Artigo publicado por Washington Fajardo em sua coluna no O GLOBO em 29/11/2014. 

Patrimônio estratégico

Por que adoramos as cidades bem conservadas europeias, mas negligenciamos os nossos centros urbanos e seu fabuloso ambiente construído ao acaso?

Este ano, a vigésima-sétima edição do Prêmio Rodrigo Mello Franco de Andrade, nosso “Nobel” do patrimônio cultural, promovida pelo Iphan, reconheceu seis iniciativas importantes: o registro da artesania das rabecas e seus músicos, no Ceará; o trabalho de salvaguarda dos circos tradicionais e familiares, em Minas Gerais; a recuperação da técnica tradicional para construção de barcas de buriti, no Pará; a estratégia econômica e social de preservação das técnicas de bordado, em Goiás; o resgate cultural do Cariri através de iniciativas de indústria cultural, na Paraíba; o apoio com recursos públicos à restauração de imóveis privados através de seleção de projetos, o edital Pró-Apac, no Rio de Janeiro.
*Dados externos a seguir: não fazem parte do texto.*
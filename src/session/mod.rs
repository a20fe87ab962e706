//! Persistent command sessions.
//!
//! A [`Session`] is one authenticated engagement with one target, backed by
//! one `vmctl-worker` process and one [`Channel`]. The caller owns the
//! session value and passes it to [`Supervisor`] operations.

mod channel;
mod supervisor;
mod worker;

use std::fmt;
use std::path::PathBuf;
use std::sync::Arc;
use std::sync::atomic::{AtomicU64, Ordering};
use std::time::{SystemTime, UNIX_EPOCH};

pub use channel::{Channel, ChannelError};
pub use supervisor::Supervisor;
pub use worker::{ChildWorker, Launcher, ProcessLauncher, WorkerHandle, WorkerSpec};

static SESSION_COUNTER: AtomicU64 = AtomicU64::new(0);

/// Unique per controller process and across concurrently running controllers.
#[derive(Debug, Clone, PartialEq, Eq, Hash)]
pub struct SessionId(String);

impl SessionId {
    pub fn generate() -> Self {
        let nanos = SystemTime::now()
            .duration_since(UNIX_EPOCH)
            .map(|d| d.as_nanos())
            .unwrap_or_default();
        let counter = SESSION_COUNTER.fetch_add(1, Ordering::Relaxed);
        Self(format!("{}-{nanos:x}-{counter}", std::process::id()))
    }

    pub fn as_str(&self) -> &str {
        &self.0
    }
}

impl fmt::Display for SessionId {
    fn fmt(&self, f: &mut fmt::Formatter<'_>) -> fmt::Result {
        f.write_str(&self.0)
    }
}

/// A domain on a specific hypervisor.
#[derive(Debug, Clone, PartialEq, Eq)]
pub struct Target {
    pub domain: String,
    /// Endpoint label, the `location` of the inventory record.
    pub endpoint: String,
    pub uri: String,
}

impl fmt::Display for Target {
    fn fmt(&self, f: &mut fmt::Formatter<'_>) -> fmt::Result {
        write!(f, "{}@{}", self.domain, self.endpoint)
    }
}

#[derive(Debug, Clone, Copy, PartialEq, Eq)]
pub enum SessionState {
    Initializing,
    Ready,
    Busy,
    Ended,
    Failed,
}

impl SessionState {
    /// States that hold the supervisor's single session slot.
    pub fn is_live(self) -> bool {
        matches!(
            self,
            SessionState::Initializing | SessionState::Ready | SessionState::Busy
        )
    }
}

impl fmt::Display for SessionState {
    fn fmt(&self, f: &mut fmt::Formatter<'_>) -> fmt::Result {
        let s = match self {
            SessionState::Initializing => "initializing",
            SessionState::Ready => "ready",
            SessionState::Busy => "busy",
            SessionState::Ended => "ended",
            SessionState::Failed => "failed",
        };
        f.write_str(s)
    }
}

pub struct Session {
    id: SessionId,
    target: Target,
    state: SessionState,
    channel: Option<Channel>,
    worker: Option<Box<dyn WorkerHandle>>,
    socket_path: PathBuf,
    /// Held while live; the supervisor keeps only a weak reference.
    lease: Option<Arc<String>>,
}

impl Session {
    pub fn id(&self) -> &SessionId {
        &self.id
    }

    pub fn target(&self) -> &Target {
        &self.target
    }

    pub fn state(&self) -> SessionState {
        self.state
    }

    pub fn socket_path(&self) -> &std::path::Path {
        &self.socket_path
    }

    pub fn worker_pid(&self) -> Option<u32> {
        self.worker.as_ref().and_then(|w| w.pid())
    }

    /// Mark the session unusable. The worker is killed here and reaped by
    /// `Supervisor::close`.
    fn fail(&mut self) {
        if self.state.is_live() {
            tracing::debug!(session = %self.id, "session failed");
        }
        self.state = SessionState::Failed;
        self.channel = None;
        self.lease = None;
        if let Some(worker) = self.worker.as_mut() {
            worker.start_kill();
        }
    }

    fn remove_socket(&self) {
        match std::fs::remove_file(&self.socket_path) {
            Ok(()) => {}
            Err(e) if e.kind() == std::io::ErrorKind::NotFound => {}
            Err(e) => {
                tracing::warn!(path = %self.socket_path.display(), error = %e, "could not remove session socket");
            }
        }
    }
}

impl fmt::Debug for Session {
    fn fmt(&self, f: &mut fmt::Formatter<'_>) -> fmt::Result {
        f.debug_struct("Session")
            .field("id", &self.id)
            .field("target", &self.target)
            .field("state", &self.state)
            .field("socket_path", &self.socket_path)
            .finish_non_exhaustive()
    }
}

impl Drop for Session {
    fn drop(&mut self) {
        if let Some(worker) = self.worker.as_mut()
            && worker.is_alive()
        {
            tracing::warn!(session = %self.id, "session dropped without close, killing worker");
            worker.start_kill();
        }
        self.remove_socket();
    }
}

#[cfg(test)]
mod tests {
    use super::*;
    use std::collections::HashSet;

    #[test]
    fn session_ids_are_unique() {
        let ids: HashSet<SessionId> = (0..1000).map(|_| SessionId::generate()).collect();
        assert_eq!(ids.len(), 1000);
    }

    #[test]
    fn session_id_starts_with_pid() {
        let id = SessionId::generate();
        assert!(id.as_str().starts_with(&format!("{}-", std::process::id())));
        assert!(!id.as_str().contains('/'));
    }

    #[test]
    fn target_display() {
        let target = Target {
            domain: "web01".into(),
            endpoint: "lab1".into(),
            uri: "qemu:///system".into(),
        };
        assert_eq!(target.to_string(), "web01@lab1");
    }
}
Curiosamente, vimos pela imprensa, nas últimas semanas, casos de marcas e produtos que buscam na dimensão histórica, e no discurso da tradição, uma força que os diferencie competitivamente. É o que os publicitários chamam de storytelling: uma narrativa que conecte pessoas às marcas.

É interessante observar as dimensões de memória e identidade como campos poderosos, capazes de alavancar e sustentar processos socioeconômicos, e ir além: são capazes de dar sentido à vida. Seja no interior do país, na Amazônia, nas grandes metrópoles, de modo orgânico e real; seja criando produtos ou marcas culturais, de modo construído e artificial. Não há maniqueísmo nestas práticas. Elas são parte da vida.

O ato de colocar espirito humano na matéria, na busca pelo sentido, pertencimento e significado, confere ao patrimônio cultural uma força estratégica que muitas vezes não é compreendida. E muitas oportunidades são perdidas.

Por que importamos e apreciamos queijos e vinhos europeus, com Denominação de Origem Controlada, um controle de qualidade, mas criamos empecilhos burocráticos a fabulosos produtos nacionais, genuínos e radicais, como o queijo do serro, o pão de queijo, a goiabada, a cachaça?

Por que adoramos as cidades bem conservadas europeias, mas negligenciamos os nossos centros urbanos e seu fabuloso ambiente construído ao acaso? (Raramente realizamos jantares para angariar fundos para recuperar o nosso acervo construído) Por que celebramos visitas ao Flatiron District, ou ao Marais, ou Covent Garden, mas não percebemos a força de marcas urbanas como Lapa, Ipanema, Brique da Redenção, ou Ver-O-Peso, e sua capacidade de atração e vitalidade? Como são geridas áreas estratégicas nas grandes cidades do mundo?

Será que estamos atentos ao “pré-sal” inesgotável que é o patrimônio cultural, rural e urbano, brasileiro? Qual é a força econômica desta jazida?

O designer e artista plástico Aloisio Magalhães, responsável por verdadeiros monumentos gráficos brasileiros, presidente do Iphan de 1979 até 1982, quando faleceu, dizia que a cultura, na dimensão do patrimônio cultural, seria como a borracha do bodoque: quanto mais forte e flexível, para suportar grande tensão para trás, mais longe seriam a trajetória da pedra e seu alcance.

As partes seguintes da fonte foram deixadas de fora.